How to Strike the Best Balance Between Employee Autonomy and Accountability




  • — August 13, 2019

    Few bosses set out to be the look-over-the-shoulder type. Unfortunately, many of them find it difficult to give employees more freedom within widening parameters. Yet throughout my career, I’ve consistently found that giving workers autonomy and accountability improves company morale, corporate culture, and team engagement.

    Most managers know on an instinctive level that happier employees are generally more productive ones. The issue most of them run into, however, is getting to a point where they’re comfortable letting go. The key is to hire a team that enables you to strike that crucial balance between micromanagement and staff self-governance.

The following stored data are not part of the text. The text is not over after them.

//! Error types for the Braid-HTTP server engine.
//!
//! Every failure produced here is scoped to a single request or a single
//! subscription. A rejected PUT never creates a [`Version`](crate::Version),
//! never reaches [`Advertiser::advertise`](crate::server::Advertiser::advertise),
//! and never disturbs other in-flight requests or live subscriptions.
//!
//! # Error Categories
//!
//! | Category | Variants | Status |
//! |----------|----------|--------|
//! | Framing | `Framing`, `CountMismatch`, `MissingContentDescriptor` | 400 |
//! | Construction | `NoContentProvided` | 400 |
//! | Headers | `HeaderParse` | 400 |
//! | Transport | `BodyRead`, `PayloadTooLarge` | 400 / 413 |
//! | Capacity | `SubscriptionLimit` | 503 |
//!
//! # Examples
//!
//! ```
//! use braid_axum_server::BraidError;
//!
//! let err = BraidError::CountMismatch { expected: 2, actual: 1 };
//! assert!(err.to_string().contains("expected 2"));
//! assert_eq!(err.status_code().as_u16(), 400);
//! ```

use axum::response::{IntoResponse, Response};
use http::StatusCode;
use thiserror::Error;

/// Result type for Braid engine operations.
pub type Result<T> = std::result::Result<T, BraidError>;

/// Errors that can occur while decoding, constructing or delivering Braid updates.
#[derive(Error, Debug)]
#[non_exhaustive]
pub enum BraidError {
    /// Malformed or incomplete patch framing.
    ///
    /// Raised when no header/body boundary can be found in the remaining
    /// buffer, when a patch lacks `Content-Length`, or when a patch declares
    /// more content than the buffer holds.
    #[error("Framing error: {0}")]
    Framing(String),

    /// The `Patches` header declared a different number of patches than the body holds.
    #[error("Patch count mismatch: expected {expected}, parsed {actual}")]
    CountMismatch {
        /// Count declared by the `Patches` header
        expected: usize,
        /// Count actually found in the body
        actual: usize,
    },

    /// A patch carries neither `Content-Type` nor `Content-Range`.
    #[error("Patch has neither Content-Type nor Content-Range")]
    MissingContentDescriptor,

    /// A version was requested with neither a body nor a non-empty patch list.
    #[error("No 'patches' or 'body' provided in new version data")]
    NoContentProvided,

    /// A Braid header carried a value that could not be parsed.
    #[error("Header parse error: {0}")]
    HeaderParse(String),

    /// The transport failed while delivering the request body.
    #[error("Failed to read request body: {0}")]
    BodyRead(String),

    /// The request body exceeded the configured limit.
    #[error("Request body exceeds {0} bytes")]
    PayloadTooLarge(usize),

    /// The configured maximum number of live subscriptions was reached.
    #[error("Subscription limit of {0} reached")]
    SubscriptionLimit(usize),

    /// JSON serialization or deserialization error.
    #[error("JSON error: {0}")]
    Json(#[from] serde_json::Error),

    /// Patch framing headers were not valid UTF-8.
    #[error("Invalid UTF-8: {0}")]
    InvalidUtf8(#[from] std::str::Utf8Error),
}

impl BraidError {
    /// HTTP status used when this error rejects a request.
    #[must_use]
    pub fn status_code(&self) -> StatusCode {
        match self {
            BraidError::PayloadTooLarge(_) => StatusCode::PAYLOAD_TOO_LARGE,
            BraidError::SubscriptionLimit(_) => StatusCode::SERVICE_UNAVAILABLE,
            _ => StatusCode::BAD_REQUEST,
        }
    }

    /// Returns `true` for errors caused by a malformed request body.
    #[inline]
    #[must_use]
    pub fn is_framing(&self) -> bool {
        matches!(
            self,
            BraidError::Framing(_)
                | BraidError::CountMismatch { .. }
                | BraidError::MissingContentDescriptor
                | BraidError::InvalidUtf8(_)
        )
    }
}

impl IntoResponse for BraidError {
    fn into_response(self) -> Response {
        (self.status_code(), self.to_string()).into_response()
    }
}

#[cfg(test)]
mod tests {
    use super::*;

    #[test]
    fn test_count_mismatch_display() {
        let err = BraidError::CountMismatch { expected: 3, actual: 2 };
        let msg = err.to_string();
        assert!(msg.contains("expected 3"));
        assert!(msg.contains("parsed 2"));
    }

    #[test]
    fn test_framing_errors_are_bad_request() {
        assert_eq!(BraidError::Framing("x".into()).status_code(), StatusCode::BAD_REQUEST);
        assert_eq!(BraidError::MissingContentDescriptor.status_code(), StatusCode::BAD_REQUEST);
        assert_eq!(BraidError::NoContentProvided.status_code(), StatusCode::BAD_REQUEST);
    }

    #[test]
    fn test_limit_statuses() {
        assert_eq!(BraidError::PayloadTooLarge(10).status_code(), StatusCode::PAYLOAD_TOO_LARGE);
        assert_eq!(BraidError::SubscriptionLimit(1).status_code(), StatusCode::SERVICE_UNAVAILABLE);
    }

    #[test]
    fn test_is_framing() {
        assert!(BraidError::Framing("no boundary".into()).is_framing());
        assert!(BraidError::CountMismatch { expected: 1, actual: 0 }.is_framing());
        assert!(!BraidError::HeaderParse("Patches".into()).is_framing());
    }

    #[test]
    fn test_into_response_status() {
        let response = BraidError::CountMismatch { expected: 1, actual: 2 }.into_response();
        assert_eq!(response.status(), StatusCode::BAD_REQUEST);
    }
}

    Onboarding for Personality

    My recruitment philosophy is simple: Look for an identity fit first and a skills fit second. In other words, I look for good people because they’re more apt to earn my trust. By onboarding someone who has a great attitude and values diversity of thought, you can set yourself up for a smoother ride toward alignment autonomy. Plus, your training and knowledge sharing will go better because the employees will eagerly absorb what they learn and put their newfound skills into immediate practice.

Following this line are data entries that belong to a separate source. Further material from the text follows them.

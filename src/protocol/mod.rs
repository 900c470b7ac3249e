//! Protocol-level utilities for Braid-HTTP.
//!
//! - [`constants`] - header names, status codes and capability values
//! - [`headers`] - parsing and formatting of individual header values
//! - [`patch_codec`] - length-delimited patch framing
//! - [`version_codec`] - version wire form and request decoding

pub mod constants;
pub mod headers;
pub mod patch_codec;
pub mod version_codec;

pub use headers::*;
pub use patch_codec::{parse_all, serialize_all, serialize_patch};
pub use version_codec::{content, is_valid_json, parse_request_version, serialize_version};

    This is a sharp shift from previous recruitment tenets centered around looking for people with a ton of technical know-how and an impressive background. But there’s no doubt that hiring great attitudes can make it easier to eventually move workers into a state of professional autonomy and accountability.

    The last thing you want is for micromanaging to lead to decisions that are detrimental to employees and leaders. Beyond the fact that you’ll be seen as a hindrance rather than a help, you’ll kill the golden goose you just brought into your workplace family. Workers who are constantly monitored will rapidly lose trust and confidence not just in their managers, but also in themselves. Eventually, they move from thinking anything is possible to being scared to even try.

    It’s like the worst of child-parent relationships. Consider the child who repeatedly refuses to clean his room. When the parent finally cleans the room out of exasperation, this only cements the child’s belief that he doesn’t need to be — or can’t be — self-reliant. Mom or Dad will fix it for him.

    It’s a vicious cycle, and a similar dynamic occurs far too often in workplace settings. Avoid it by building a team competent enough to work autonomously but self-aware enough to embrace constructive criticism and be coachable.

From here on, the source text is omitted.